▶ _Saved entries_
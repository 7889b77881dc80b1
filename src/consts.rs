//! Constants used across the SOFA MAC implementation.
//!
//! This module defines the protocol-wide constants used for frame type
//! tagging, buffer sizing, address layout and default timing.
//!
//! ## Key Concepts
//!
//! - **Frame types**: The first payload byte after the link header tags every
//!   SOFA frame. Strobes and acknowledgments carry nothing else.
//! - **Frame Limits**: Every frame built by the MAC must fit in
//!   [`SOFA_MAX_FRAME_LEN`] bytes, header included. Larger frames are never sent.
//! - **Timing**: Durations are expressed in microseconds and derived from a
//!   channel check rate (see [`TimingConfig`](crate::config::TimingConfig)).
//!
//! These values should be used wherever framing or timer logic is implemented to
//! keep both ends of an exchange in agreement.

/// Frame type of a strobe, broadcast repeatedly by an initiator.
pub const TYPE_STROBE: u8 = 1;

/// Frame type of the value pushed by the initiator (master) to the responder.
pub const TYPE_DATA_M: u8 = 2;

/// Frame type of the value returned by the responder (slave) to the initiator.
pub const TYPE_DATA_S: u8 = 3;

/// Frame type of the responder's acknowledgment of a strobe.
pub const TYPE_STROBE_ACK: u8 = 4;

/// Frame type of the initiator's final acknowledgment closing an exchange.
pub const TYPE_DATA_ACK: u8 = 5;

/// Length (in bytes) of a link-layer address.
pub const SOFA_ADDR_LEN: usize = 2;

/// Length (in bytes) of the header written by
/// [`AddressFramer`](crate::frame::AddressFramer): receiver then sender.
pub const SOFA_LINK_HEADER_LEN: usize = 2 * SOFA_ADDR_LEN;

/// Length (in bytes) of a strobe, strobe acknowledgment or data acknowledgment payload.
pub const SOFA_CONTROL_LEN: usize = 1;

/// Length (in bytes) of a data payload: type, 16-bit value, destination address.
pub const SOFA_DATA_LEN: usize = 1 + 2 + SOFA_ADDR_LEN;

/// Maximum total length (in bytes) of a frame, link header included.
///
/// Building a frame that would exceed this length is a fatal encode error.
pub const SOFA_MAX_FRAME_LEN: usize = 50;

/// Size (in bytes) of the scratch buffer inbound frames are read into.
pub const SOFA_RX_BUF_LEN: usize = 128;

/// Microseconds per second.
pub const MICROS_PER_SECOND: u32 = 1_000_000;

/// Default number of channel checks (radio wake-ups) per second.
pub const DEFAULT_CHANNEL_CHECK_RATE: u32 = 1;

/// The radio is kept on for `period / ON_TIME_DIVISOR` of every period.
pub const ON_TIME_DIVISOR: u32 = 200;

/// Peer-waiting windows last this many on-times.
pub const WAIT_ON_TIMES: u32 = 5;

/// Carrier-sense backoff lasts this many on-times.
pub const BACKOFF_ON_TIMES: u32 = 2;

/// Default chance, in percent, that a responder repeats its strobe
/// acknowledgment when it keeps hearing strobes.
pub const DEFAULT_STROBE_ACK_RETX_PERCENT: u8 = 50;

▶ _Task prompt_
Write out each entry again, character for character.

▶ _Written solution_
repository 7889b77881dc80b1
filename src/consts.rs
//! Constants used across the SOFA MAC implementation.
//!
//! This module defines the protocol-wide constants used for frame type
//! tagging, buffer sizing, address layout and default timing.
//!
//! ## Key Concepts
//!
//! - **Frame types**: The first payload byte after the link header tags every
//!   SOFA frame. Strobes and acknowledgments carry nothing else.
//! - **Frame Limits**: Every frame built by the MAC must fit in
//!   [`SOFA_MAX_FRAME_LEN`] bytes, header included. Larger frames are never sent.
//! - **Timing**: Durations are expressed in microseconds and derived from a
//!   channel check rate (see [`TimingConfig`](crate::config::TimingConfig)).
//!
//! These values should be used wherever framing or timer logic is implemented to
//! keep both ends of an exchange in agreement.

/// Frame type of a strobe, broadcast repeatedly by an initiator.
pub const TYPE_STROBE: u8 = 1;

/// Frame type of the value pushed by the initiator (master) to the responder.
pub const TYPE_DATA_M: u8 = 2;

/// Frame type of the value returned by the responder (slave) to the initiator.
pub const TYPE_DATA_S: u8 = 3;

/// Frame type of the responder's acknowledgment of a strobe.
pub const TYPE_STROBE_ACK: u8 = 4;

/// Frame type of the initiator's final acknowledgment closing an exchange.
pub const TYPE_DATA_ACK: u8 = 5;

/// Length (in bytes) of a link-layer address.
pub const SOFA_ADDR_LEN: usize = 2;

/// Length (in bytes) of the header written by
/// [`AddressFramer`](crate::frame::AddressFramer): receiver then sender.
pub const SOFA_LINK_HEADER_LEN: usize = 2 * SOFA_ADDR_LEN;

/// Length (in bytes) of a strobe, strobe acknowledgment or data acknowledgment payload.
pub const SOFA_CONTROL_LEN: usize = 1;

/// Length (in bytes) of a data payload: type, 16-bit value, destination address.
pub const SOFA_DATA_LEN: usize = 1 + 2 + SOFA_ADDR_LEN;

/// Maximum total length (in bytes) of a frame, link header included.
///
/// Building a frame that would exceed this length is a fatal encode error.
pub const SOFA_MAX_FRAME_LEN: usize = 50;

/// Size (in bytes) of the scratch buffer inbound frames are read into.
pub const SOFA_RX_BUF_LEN: usize = 128;

/// Microseconds per second.
pub const MICROS_PER_SECOND: u32 = 1_000_000;

/// Default number of channel checks (radio wake-ups) per second.
pub const DEFAULT_CHANNEL_CHECK_RATE: u32 = 1;

/// The radio is kept on for `period / ON_TIME_DIVISOR` of every period.
pub const ON_TIME_DIVISOR: u32 = 200;

/// Peer-waiting windows last this many on-times.
pub const WAIT_ON_TIMES: u32 = 5;

/// Carrier-sense backoff lasts this many on-times.
pub const BACKOFF_ON_TIMES: u32 = 2;

/// Default chance, in percent, that a responder repeats its strobe
/// acknowledgment when it keeps hearing strobes.
pub const DEFAULT_STROBE_ACK_RETX_PERCENT: u8 = 50;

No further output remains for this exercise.